Ja: Die demokratische Gesellschaft braucht ein „Aufstehen“ und „ein
starkes gesamtgesellschaftliches Bekenntnis“ zu Kultur und zur Freiheit
der Kunst. Denn Kultur konfiguriert die Gemüter und ist eine der
wesentlichen geistigen Einflusssphären, die der menschlichen
Gesellschaft zur Verfügung stehen. Als aufgeklärt-modernes „Werte- und
Intelligenzübertragungssystem“ kann sie sogar als eine grundlegende
Bedingung von Demokratie verstanden werden („Kultur um der Freiheit
willen“ - Christian Meier). Genau deshalb kann sie aber keineswegs
länger vor allem die Kunst vergangener Jahrhunderte und die
Unterhaltungsindustrie meinen, denn dies würde früher oder später das
Ende von Demokratie bedeuten. Und die gegenwärtige Kultur trägt
hinreichend (bisher weitgehend unterdrückte) kreative Intelligenz mit
sich, um auch mit Corona-Krisen umgehen zu können und große Katastrophen
vielleicht sogar von vornherein zu vermeiden.

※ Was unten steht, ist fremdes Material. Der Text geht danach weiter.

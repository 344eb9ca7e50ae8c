//! Export pipeline
//!
//! Pages are exported one at a time, in order. Each page is rasterized into
//! its own buffer, embedded as a JPEG background covering the native page
//! (points, viewport at scale 1.0), then the page's annotations are stamped
//! on top: one filled disk per stroke sample and one text run per label.
//! Samples covered by a later eraser stroke are not stamped; labels are
//! never erased in the export.
//! Any render or encode failure aborts the whole export before `save`.

use crate::mapper::CoordinateMapper;
use crate::{InkError, InkResult};
use image::Rgba;
use ink_model::{
    Annotation, AnnotationStore, Color, ExportConfig, PageAnnotations, Point, ReplayOrder, Stroke,
    SurfaceSize, TextAnnotation,
};
use pdf_engine::{
    DocumentHandle, EncodedImage, PageSize, PdfAssembler, PdfEngine, PdfEngineError,
    RenderRequest,
};

#[derive(Debug, Clone, PartialEq)]
pub struct ExportRequest {
    /// Output name; the input file name, unmodified
    pub file_name: String,
    /// Scale the annotations were captured at
    pub display_scale: f32,
    pub config: ExportConfig,
}

impl ExportRequest {
    pub fn new(file_name: impl Into<String>, display_scale: f32, config: ExportConfig) -> Self {
        Self { file_name: file_name.into(), display_scale, config }
    }
}

#[derive(Debug, Clone, PartialEq)]
pub struct ExportedPdf {
    pub file_name: String,
    pub bytes: Vec<u8>,
    pub page_count: u32,
}

pub fn export_document<E, A>(
    engine: &E,
    handle: DocumentHandle,
    store: &AnnotationStore,
    request: &ExportRequest,
    assembler: &mut A,
) -> InkResult<ExportedPdf>
where
    E: PdfEngine + ?Sized,
    A: PdfAssembler + ?Sized,
{
    let page_count = engine.page_count(handle).map_err(InkError::Decode)?;
    if page_count == 0 {
        return Err(InkError::Encode(PdfEngineError::Assembly("document has no pages".to_owned())));
    }

    for page in 1..=page_count {
        let size =
            engine.page_size(handle, page).map_err(|source| InkError::Render { page, source })?;
        if page == 1 {
            assembler.new_document(size);
        } else {
            assembler.add_page(size);
        }

        export_page(engine, handle, store, request, assembler, page, size)?;
    }

    let bytes = assembler.save().map_err(InkError::Encode)?;
    log::info!(
        "exported {} ({page_count} pages, {} annotations, {} bytes)",
        request.file_name,
        store.total_annotations(),
        bytes.len()
    );

    Ok(ExportedPdf { file_name: request.file_name.clone(), bytes, page_count })
}

fn export_page<E, A>(
    engine: &E,
    handle: DocumentHandle,
    store: &AnnotationStore,
    request: &ExportRequest,
    assembler: &mut A,
    page: u32,
    size: PageSize,
) -> InkResult<()>
where
    E: PdfEngine + ?Sized,
    A: PdfAssembler + ?Sized,
{
    let config = &request.config;
    let raster = engine
        .render_page(handle, RenderRequest { page_number: page, scale: config.raster_scale })
        .map_err(|source| InkError::Render { page, source })?;
    let image = EncodedImage::from_rgba(&raster, config.jpeg_quality).map_err(InkError::Encode)?;

    let native = size.viewport(1.0);
    assembler
        .add_image(&image, 0.0, 0.0, native.width, native.height)
        .map_err(InkError::Encode)?;

    let Some(annotations) = store.get(page) else {
        log::debug!("page {page} exported without annotations");
        return Ok(());
    };

    // Points were captured on the rounded raster the display surface holds.
    let (display_width, display_height) = size.viewport(request.display_scale).to_pixels();
    let mapper = CoordinateMapper::new(
        SurfaceSize::new(display_width as f32, display_height as f32),
        SurfaceSize::new(native.width, native.height),
        config,
    );
    stamp_annotations(assembler, &mapper, annotations, config.replay_order);
    log::debug!("page {page} exported with {} annotations", annotations.len());

    Ok(())
}

fn stamp_annotations<A: PdfAssembler + ?Sized>(
    assembler: &mut A,
    mapper: &CoordinateMapper,
    annotations: &PageAnnotations,
    order: ReplayOrder,
) {
    let erasers = Erasers::of(annotations);
    match order {
        ReplayOrder::StrokesThenText => {
            for (index, annotation) in annotations.iter().enumerate() {
                if let Annotation::Stroke(stroke) = annotation {
                    stamp_stroke(assembler, mapper, stroke, |point| erasers.covers(index, point));
                }
            }
            for label in annotations.texts() {
                place_text(assembler, mapper, label);
            }
        }
        ReplayOrder::Committed => {
            for (index, annotation) in annotations.iter().enumerate() {
                match annotation {
                    Annotation::Stroke(stroke) => {
                        stamp_stroke(assembler, mapper, stroke, |point| {
                            erasers.covers(index, point)
                        })
                    }
                    Annotation::Text(label) => place_text(assembler, mapper, label),
                }
            }
        }
    }
}

/// Eraser strokes of one page with their position in the commit history.
struct Erasers<'a> {
    strokes: Vec<(usize, &'a Stroke)>,
}

impl<'a> Erasers<'a> {
    fn of(annotations: &'a PageAnnotations) -> Self {
        let strokes = annotations
            .iter()
            .enumerate()
            .filter_map(|(index, annotation)| match annotation {
                Annotation::Stroke(stroke) if stroke.is_eraser() => Some((index, stroke)),
                _ => None,
            })
            .collect();
        Self { strokes }
    }

    /// Whether an eraser committed after history entry `index` passes over
    /// `point`. One-point erasers clear nothing, as on screen.
    fn covers(&self, index: usize, point: Point) -> bool {
        self.strokes.iter().filter(|(at, _)| *at > index).any(|(_, eraser)| {
            let reach = eraser.width() / 2.0;
            eraser
                .points()
                .windows(2)
                .any(|pair| distance_to_segment(point, pair[0], pair[1]) <= reach)
        })
    }
}

fn distance_to_segment(point: Point, start: Point, end: Point) -> f32 {
    let (dx, dy) = (end.x - start.x, end.y - start.y);
    let length_squared = dx * dx + dy * dy;
    let t = if length_squared > 0.0 {
        (((point.x - start.x) * dx + (point.y - start.y) * dy) / length_squared).clamp(0.0, 1.0)
    } else {
        0.0
    };
    point.distance_to(&start.lerp(&end, t))
}

/// Disk-stamping: every sample that survives erasing becomes one filled
/// circle. Eraser strokes stamp nothing.
fn stamp_stroke<A, F>(assembler: &mut A, mapper: &CoordinateMapper, stroke: &Stroke, erased: F)
where
    A: PdfAssembler + ?Sized,
    F: Fn(Point) -> bool,
{
    if stroke.is_eraser() {
        return;
    }

    let mut samples = stroke.points().iter().copied().filter(|point| !erased(*point)).peekable();
    if samples.peek().is_none() {
        return;
    }

    let radius = mapper.disk_radius(stroke.width());
    assembler.set_fill_color(rgba(stroke.color()));
    for point in samples {
        let center = mapper.map_point(point);
        assembler.circle(center.x, center.y, radius);
    }
}

fn place_text<A: PdfAssembler + ?Sized>(
    assembler: &mut A,
    mapper: &CoordinateMapper,
    label: &TextAnnotation,
) {
    let anchor = mapper.map_point(label.anchor());
    assembler.set_text_color(rgba(label.color()));
    assembler.set_font_size(mapper.font_size(label));
    assembler.text(label.text(), anchor.x, anchor.y);
}

fn rgba(color: Color) -> Rgba<u8> {
    Rgba([color.r, color.g, color.b, color.a])
}
//! Drawing surfaces
//!
//! A [`DrawSurface`] is the 2D context the session and compositor draw into.
//! [`PixmapSurface`] rasterizes with tiny-skia; [`RecordingSurface`] keeps the
//! command list so a host (or a test) can replay it elsewhere.

use ink_model::{Color, Point, SurfaceSize};
use pdf_engine::RgbaImage;
use tiny_skia as sk;

#[derive(Debug, Clone, Copy, PartialEq, Eq, thiserror::Error)]
#[error("cannot allocate a {width}x{height} drawing surface")]
pub struct SurfaceError {
    pub width: u32,
    pub height: u32,
}

pub trait DrawSurface {
    fn size(&self) -> SurfaceSize;
    /// Resize to `size` and discard all pixel content
    fn reset(&mut self, size: SurfaceSize) -> Result<(), SurfaceError>;
    /// Blit a page raster at the origin
    fn draw_image(&mut self, image: &RgbaImage);
    /// Round-capped, round-joined poly-line. Fewer than two points draw nothing.
    fn stroke_polyline(&mut self, points: &[Point], color: Color, width: f32);
    /// Clear annotation ink under a round-capped poly-line. The page raster
    /// drawn with [`DrawSurface::draw_image`] is left intact.
    fn erase_polyline(&mut self, points: &[Point], width: f32);
    fn fill_disk(&mut self, center: Point, radius: f32, color: Color);
    /// Single-line text with its baseline starting at `anchor`
    fn fill_text(&mut self, text: &str, anchor: Point, color: Color, font_size: f32);
}

/// Raster surface with the page image and the annotation ink on separate
/// layers. Reads see the ink composited over the page.
pub struct PixmapSurface {
    background: sk::Pixmap,
    ink: sk::Pixmap,
}

impl PixmapSurface {
    pub fn new(size: SurfaceSize) -> Result<Self, SurfaceError> {
        Ok(Self { background: allocate(size)?, ink: allocate(size)? })
    }

    /// Page raster with the ink layer drawn over it
    pub fn composite(&self) -> sk::Pixmap {
        let mut composite = self.background.clone();
        composite.draw_pixmap(
            0,
            0,
            self.ink.as_ref(),
            &sk::PixmapPaint::default(),
            sk::Transform::identity(),
            None,
        );
        composite
    }

    /// Straight-alpha copy of the composited surface
    pub fn to_rgba_image(&self) -> RgbaImage {
        let composite = self.composite();
        let mut data = Vec::with_capacity(composite.pixels().len() * 4);
        for pixel in composite.pixels() {
            let color = pixel.demultiply();
            data.extend_from_slice(&[color.red(), color.green(), color.blue(), color.alpha()]);
        }

        RgbaImage::from_raw(composite.width(), composite.height(), data)
            .unwrap_or_else(|| RgbaImage::new(composite.width(), composite.height()))
    }

    pub fn pixel(&self, x: u32, y: u32) -> Option<Color> {
        let color = self.composite().pixel(x, y)?.demultiply();
        Some(Color::new(color.red(), color.green(), color.blue(), color.alpha()))
    }
}

fn allocate(size: SurfaceSize) -> Result<sk::Pixmap, SurfaceError> {
    let (width, height) = size.to_pixels();
    sk::Pixmap::new(width, height).ok_or(SurfaceError { width, height })
}

fn paint(color: Color) -> sk::Paint<'static> {
    let mut paint = sk::Paint::default();
    paint.set_color_rgba8(color.r, color.g, color.b, color.a);
    paint.anti_alias = true;
    paint
}

fn polyline_path(points: &[Point]) -> Option<sk::Path> {
    let [first, rest @ ..] = points else {
        return None;
    };
    if rest.is_empty() {
        return None;
    }

    let mut builder = sk::PathBuilder::new();
    builder.move_to(first.x, first.y);
    for point in rest {
        builder.line_to(point.x, point.y);
    }
    builder.finish()
}

fn round_stroke(width: f32) -> sk::Stroke {
    sk::Stroke {
        width,
        line_cap: sk::LineCap::Round,
        line_join: sk::LineJoin::Round,
        ..Default::default()
    }
}

impl DrawSurface for PixmapSurface {
    fn size(&self) -> SurfaceSize {
        SurfaceSize::new(self.background.width() as f32, self.background.height() as f32)
    }

    fn reset(&mut self, size: SurfaceSize) -> Result<(), SurfaceError> {
        self.background = allocate(size)?;
        self.ink = allocate(size)?;
        Ok(())
    }

    fn draw_image(&mut self, image: &RgbaImage) {
        let mut data = Vec::with_capacity(image.as_raw().len());
        for pixel in image.pixels() {
            let [r, g, b, a] = pixel.0;
            let color = sk::ColorU8::from_rgba(r, g, b, a).premultiply();
            data.extend_from_slice(&[color.red(), color.green(), color.blue(), color.alpha()]);
        }

        let Some(source) = sk::IntSize::from_wh(image.width(), image.height())
            .and_then(|size| sk::Pixmap::from_vec(data, size))
        else {
            log::warn!("skipping empty {}x{} page image", image.width(), image.height());
            return;
        };

        self.background.draw_pixmap(
            0,
            0,
            source.as_ref(),
            &sk::PixmapPaint::default(),
            sk::Transform::identity(),
            None,
        );
    }

    fn stroke_polyline(&mut self, points: &[Point], color: Color, width: f32) {
        let Some(path) = polyline_path(points) else {
            return;
        };
        self.ink.stroke_path(
            &path,
            &paint(color),
            &round_stroke(width),
            sk::Transform::identity(),
            None,
        );
    }

    fn erase_polyline(&mut self, points: &[Point], width: f32) {
        let Some(path) = polyline_path(points) else {
            return;
        };
        let mut paint = paint(Color::BLACK);
        paint.blend_mode = sk::BlendMode::DestinationOut;
        self.ink.stroke_path(&path, &paint, &round_stroke(width), sk::Transform::identity(), None);
    }

    fn fill_disk(&mut self, center: Point, radius: f32, color: Color) {
        let Some(path) = sk::PathBuilder::from_circle(center.x, center.y, radius) else {
            return;
        };
        self.ink.fill_path(
            &path,
            &paint(color),
            sk::FillRule::Winding,
            sk::Transform::identity(),
            None,
        );
    }

    /// Glyphs are approximated by boxes: there is no font rasterizer here, the
    /// boxes only reserve the label's footprint in previews.
    fn fill_text(&mut self, text: &str, anchor: Point, color: Color, font_size: f32) {
        let advance = font_size * 0.6;
        let glyph_width = advance * 0.8;
        let paint = paint(color);

        let mut x = anchor.x;
        for ch in text.chars() {
            let height = if ch.is_whitespace() || ch.is_control() {
                None
            } else if ch.is_uppercase() || ch.is_ascii_digit() {
                Some(font_size * 0.7)
            } else if ch.is_lowercase() {
                Some(font_size * 0.5)
            } else {
                Some(font_size * 0.6)
            };

            if let Some(rect) =
                height.and_then(|h| sk::Rect::from_xywh(x, anchor.y - h, glyph_width, h))
            {
                self.ink.fill_rect(rect, &paint, sk::Transform::identity(), None);
            }

            x += advance;
        }
    }
}

/// One recorded call on a [`RecordingSurface`].
#[derive(Debug, Clone, PartialEq)]
pub enum DrawCommand {
    Reset(SurfaceSize),
    Image { width: u32, height: u32 },
    Polyline { points: Vec<Point>, color: Color, width: f32 },
    Erase { points: Vec<Point>, width: f32 },
    Disk { center: Point, radius: f32, color: Color },
    Text { text: String, anchor: Point, color: Color, font_size: f32 },
}

#[derive(Debug, Clone, PartialEq)]
pub struct RecordingSurface {
    size: SurfaceSize,
    commands: Vec<DrawCommand>,
}

impl RecordingSurface {
    pub fn new(size: SurfaceSize) -> Self {
        Self { size, commands: Vec::new() }
    }

    /// Commands issued since the last reset
    pub fn commands(&self) -> &[DrawCommand] {
        &self.commands
    }

    pub fn polylines(&self) -> impl Iterator<Item = &DrawCommand> {
        self.commands.iter().filter(|command| matches!(command, DrawCommand::Polyline { .. }))
    }

    pub fn texts(&self) -> impl Iterator<Item = &DrawCommand> {
        self.commands.iter().filter(|command| matches!(command, DrawCommand::Text { .. }))
    }
}

impl Default for RecordingSurface {
    fn default() -> Self {
        Self::new(SurfaceSize::new(1.0, 1.0))
    }
}

impl DrawSurface for RecordingSurface {
    fn size(&self) -> SurfaceSize {
        self.size
    }

    fn reset(&mut self, size: SurfaceSize) -> Result<(), SurfaceError> {
        self.size = size;
        self.commands.clear();
        self.commands.push(DrawCommand::Reset(size));
        Ok(())
    }

    fn draw_image(&mut self, image: &RgbaImage) {
        self.commands.push(DrawCommand::Image { width: image.width(), height: image.height() });
    }

    fn stroke_polyline(&mut self, points: &[Point], color: Color, width: f32) {
        if points.len() < 2 {
            return;
        }
        self.commands.push(DrawCommand::Polyline { points: points.to_vec(), color, width });
    }

    fn erase_polyline(&mut self, points: &[Point], width: f32) {
        if points.len() < 2 {
            return;
        }
        self.commands.push(DrawCommand::Erase { points: points.to_vec(), width });
    }

    fn fill_disk(&mut self, center: Point, radius: f32, color: Color) {
        self.commands.push(DrawCommand::Disk { center, radius, color });
    }

    fn fill_text(&mut self, text: &str, anchor: Point, color: Color, font_size: f32) {
        self.commands.push(DrawCommand::Text {
            text: text.to_owned(),
            anchor,
            color,
            font_size,
        });
    }
}

#[cfg(test)]
mod tests {
    use super::*;
    use image::Rgba;

    fn surface(width: f32, height: f32) -> PixmapSurface {
        PixmapSurface::new(SurfaceSize::new(width, height)).expect("surface should allocate")
    }

    #[test]
    fn reset_resizes_and_clears() {
        let mut surface = surface(20.0, 20.0);
        surface.fill_disk(Point::new(10.0, 10.0), 5.0, Color::RED);

        surface.reset(SurfaceSize::new(40.0, 30.0)).unwrap();

        assert_eq!(surface.size(), SurfaceSize::new(40.0, 30.0));
        assert_eq!(surface.pixel(10, 10).map(|c| c.a), Some(0));
    }

    #[test]
    fn page_image_is_blitted_at_origin() {
        let mut surface = surface(4.0, 4.0);
        let page = RgbaImage::from_pixel(4, 4, Rgba([10, 20, 30, 255]));

        surface.draw_image(&page);

        assert_eq!(surface.pixel(3, 3), Some(Color::rgb(10, 20, 30)));
    }

    #[test]
    fn polyline_covers_its_path() {
        let mut surface = surface(20.0, 20.0);
        surface.stroke_polyline(
            &[Point::new(2.0, 10.0), Point::new(18.0, 10.0)],
            Color::BLUE,
            4.0,
        );

        assert_eq!(surface.pixel(10, 10), Some(Color::BLUE));
        assert_eq!(surface.pixel(10, 2).map(|c| c.a), Some(0));
    }

    #[test]
    fn eraser_clears_ink_but_keeps_the_page() {
        let mut surface = surface(20.0, 20.0);
        surface.draw_image(&RgbaImage::from_pixel(20, 20, Rgba([10, 20, 30, 255])));
        let line = [Point::new(2.0, 10.0), Point::new(18.0, 10.0)];
        surface.stroke_polyline(&line, Color::RED, 6.0);
        surface.fill_disk(Point::new(10.0, 3.0), 2.0, Color::BLUE);

        surface.erase_polyline(&line, 5.0);

        assert_eq!(surface.pixel(10, 10), Some(Color::rgb(10, 20, 30)));
        assert_eq!(surface.pixel(10, 3), Some(Color::BLUE));
    }

    #[test]
    fn ink_drawn_after_erasing_is_visible() {
        let mut surface = surface(20.0, 20.0);
        let line = [Point::new(2.0, 10.0), Point::new(18.0, 10.0)];
        surface.erase_polyline(&line, 5.0);
        surface.stroke_polyline(&line, Color::RED, 4.0);

        assert_eq!(surface.pixel(10, 10), Some(Color::RED));
    }

    #[test]
    fn single_point_polyline_draws_nothing() {
        let mut surface = surface(10.0, 10.0);
        surface.stroke_polyline(&[Point::new(5.0, 5.0)], Color::BLACK, 4.0);
        surface.stroke_polyline(&[], Color::BLACK, 4.0);

        assert!(surface.to_rgba_image().pixels().all(|p| p.0[3] == 0));
    }

    #[test]
    fn text_marks_pixels_above_the_baseline() {
        let mut surface = surface(60.0, 40.0);
        surface.fill_text("OK", Point::new(5.0, 30.0), Color::BLACK, 20.0);

        assert_eq!(surface.pixel(8, 25).map(|c| c.a), Some(255));
        assert_eq!(surface.pixel(8, 35).map(|c| c.a), Some(0));
    }

    #[test]
    fn recording_surface_drops_history_on_reset() {
        let mut surface = RecordingSurface::default();
        surface.fill_disk(Point::new(1.0, 1.0), 1.0, Color::BLACK);
        surface.reset(SurfaceSize::new(10.0, 10.0)).unwrap();

        assert_eq!(surface.commands(), &[DrawCommand::Reset(SurfaceSize::new(10.0, 10.0))]);
    }
}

Während meine Kultur-Konzeption Interpretationskünste grundsätzlich
mitdenkt, werden in Ihrer Kultur-Konzeption Kreationskünste wie die von
Streubel, Jürgen Fuchs, Reiner Kunze oder auch meiner Wenigkeit offenbar
weitestgehend ausgeblendet. Diese „versuchte kulturelle Eliminierung“
kann auf Dauer nicht gut gehen. „Die Pandemie gilt gemeinhin als
Brandbeschleuniger“ sagten Sie, Frau Lemke-Matwey, und stellten die
Frage: „Nimmt durch Corona auch die latente Legitimations- und Sinnkrise
der Kultur stärker Fahrt auf?“
Ich selbst hoffe, dass diese „Sinnkrise der Kultur“ zunehmend als solche
erkannt und damit begonnen wird, sie tatsächlich zu lösen, anstatt in
ein „weiter und wieder so“ zu verfallen. Dafür habe ich seit Jahren eine
Reihe von Überlegungen (bis hin zu integral-games.net) angestellt. Zumal
ein „weiter so“ verheerend wäre, kommt es auch auf Sie, sehr geehrte
Herren, und Ihre Institutionen an: Ob Sie dazu beitragen wollen, diese
Institutionen angesichts von Moderne und Anthropozän so aufzustellen,
dass sie Antworten auf die großen Fragen unserer Zeit zu kommunizieren
vermögen und somit Bestand haben, oder ob sie früher oder später in
einem neuen Totalitarismus inklusive digitaler Totalüberwachung landen
(s.a. China, Ungarn, Polen, Russland …). Sieht man mal von Corona ab,
dürften Sie sich in einem neuen Totalitarismus möglicherweise „weiter so
wie bisher“ verhalten … Wollen Sie das wirklich? Sollten Sie stattdessen
die Corona-Krise nicht nutzen, um sich zu besinnen und auch persönlich
den wirklich großen Fragen unserer Kultur und ihrer Zukunft zu stellen
und Ihre eminenten persönlichen Begabungen dafür einzusetzen?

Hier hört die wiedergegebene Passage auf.